**What to work on**
Output, word for word, every line from the start of the listing down to and including the line that contains "impl From<mongodb::error::Error> for"; include nothing else.

**Records for this task**
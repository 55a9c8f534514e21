use axum::{
    Json,
    http::StatusCode,
    response::{IntoResponse, Response},
};
use serde::Serialize;
use thiserror::Error;

#[derive(Debug, Error)]
pub enum AppError {
    #[error("Bad request: {0}")]
    BadRequest(anyhow::Error),

    #[error("Not found: {0}")]
    NotFound(anyhow::Error),

    #[error("Internal server error: {0}")]
    InternalError(#[from] anyhow::Error),

    #[error("Service Unavailable: {0}")]
    ServiceUnavailable(String),

    #[error("Database error: {0}")]
    DatabaseError(anyhow::Error),

    #[error("Configuration error: {0}")]
    ConfigError(anyhow::Error),
}

impl From<config::ConfigError> for AppError {
    fn from(err: config::ConfigError) -> Self {
        AppError::ConfigError(anyhow::Error::new(err))
    }
}

impl From<std::io::Error> for AppError {
    fn from(err: std::io::Error) -> Self {
        AppError::InternalError(anyhow::Error::new(err))
    }
}

impl From<mongodb::error::Error> for AppError {
    fn from(err: mongodb::error::Error) -> Self {
        AppError::DatabaseError(anyhow::Error::new(err))
    }
}

impl AppError {
    pub fn status_code(&self) -> StatusCode {
        match self {
            AppError::BadRequest(_) => StatusCode::BAD_REQUEST,
            AppError::NotFound(_) => StatusCode::NOT_FOUND,
            AppError::ServiceUnavailable(_) => StatusCode::SERVICE_UNAVAILABLE,
            AppError::InternalError(_) | AppError::DatabaseError(_) | AppError::ConfigError(_) => {
                StatusCode::INTERNAL_SERVER_ERROR
            }
        }
    }
}

impl IntoResponse for AppError {
    fn into_response(self) -> Response {
        #[derive(Serialize)]
        struct ErrorResponse {
            error: String,
            #[serde(skip_serializing_if = "Option::is_none")]
            details: Option<String>,
        }

        let status = self.status_code();
        let (error_message, details) = match self {
            AppError::BadRequest(err) => (err.to_string(), None),
            AppError::NotFound(err) => (err.to_string(), None),
            AppError::InternalError(err) => (
                "Internal server error".to_string(),
                Some(format!("{:#?}", err)),
            ),
            AppError::ServiceUnavailable(msg) => ("Service unavailable".to_string(), Some(msg)),
            AppError::DatabaseError(err) => ("Database error".to_string(), Some(err.to_string())),
            AppError::ConfigError(err) => {
                ("Configuration error".to_string(), Some(err.to_string()))
            }
        };

        if status.is_server_error() {
            tracing::error!(status = %status, error = %error_message, "Request failed");
        }

        (
            status,
            Json(ErrorResponse {
                error: error_message,
                details,
            }),
        )
            .into_response()
    }
}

**Result below**
repository 55a9c8f534514e21
use axum::{
    Json,
    http::StatusCode,
    response::{IntoResponse, Response},
};
use serde::Serialize;
use thiserror::Error;

#[derive(Debug, Error)]
pub enum AppError {
    #[error("Bad request: {0}")]
    BadRequest(anyhow::Error),

    #[error("Not found: {0}")]
    NotFound(anyhow::Error),

    #[error("Internal server error: {0}")]
    InternalError(#[from] anyhow::Error),

    #[error("Service Unavailable: {0}")]
    ServiceUnavailable(String),

    #[error("Database error: {0}")]
    DatabaseError(anyhow::Error),

    #[error("Configuration error: {0}")]
    ConfigError(anyhow::Error),
}

impl From<config::ConfigError> for AppError {
    fn from(err: config::ConfigError) -> Self {
        AppError::ConfigError(anyhow::Error::new(err))
    }
}

impl From<std::io::Error> for AppError {
    fn from(err: std::io::Error) -> Self {
        AppError::InternalError(anyhow::Error::new(err))
    }
}

impl From<mongodb::error::Error> for AppError {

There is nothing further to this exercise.